◆ EXTRACTED DATA ◆
= Beginning of Section =
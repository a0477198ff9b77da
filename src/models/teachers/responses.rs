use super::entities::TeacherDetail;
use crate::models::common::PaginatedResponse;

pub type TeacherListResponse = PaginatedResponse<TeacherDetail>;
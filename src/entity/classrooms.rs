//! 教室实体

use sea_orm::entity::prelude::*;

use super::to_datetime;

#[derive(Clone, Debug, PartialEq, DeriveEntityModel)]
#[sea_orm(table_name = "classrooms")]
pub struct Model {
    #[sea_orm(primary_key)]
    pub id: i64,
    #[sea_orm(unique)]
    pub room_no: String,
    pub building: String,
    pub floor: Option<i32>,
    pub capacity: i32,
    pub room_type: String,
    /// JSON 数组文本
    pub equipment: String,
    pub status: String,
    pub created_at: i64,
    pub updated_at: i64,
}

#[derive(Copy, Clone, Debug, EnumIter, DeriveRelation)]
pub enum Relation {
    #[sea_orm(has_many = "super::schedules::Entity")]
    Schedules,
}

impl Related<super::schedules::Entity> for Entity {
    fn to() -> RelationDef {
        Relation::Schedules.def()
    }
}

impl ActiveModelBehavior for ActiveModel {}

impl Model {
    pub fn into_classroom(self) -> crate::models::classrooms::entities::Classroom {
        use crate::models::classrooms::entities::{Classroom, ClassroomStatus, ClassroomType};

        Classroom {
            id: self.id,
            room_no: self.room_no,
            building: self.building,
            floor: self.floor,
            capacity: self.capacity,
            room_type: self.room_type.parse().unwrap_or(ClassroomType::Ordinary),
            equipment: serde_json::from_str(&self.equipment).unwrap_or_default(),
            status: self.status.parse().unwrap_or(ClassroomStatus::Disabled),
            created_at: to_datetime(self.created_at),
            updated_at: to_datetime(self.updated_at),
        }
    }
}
= End of Section =
◆ WHAT YOU HAVE TO DO ◆
Answer with a number alone. It should equal the count of lines in the entries that hold "impl".

◆ ANSWER BOX ◆
3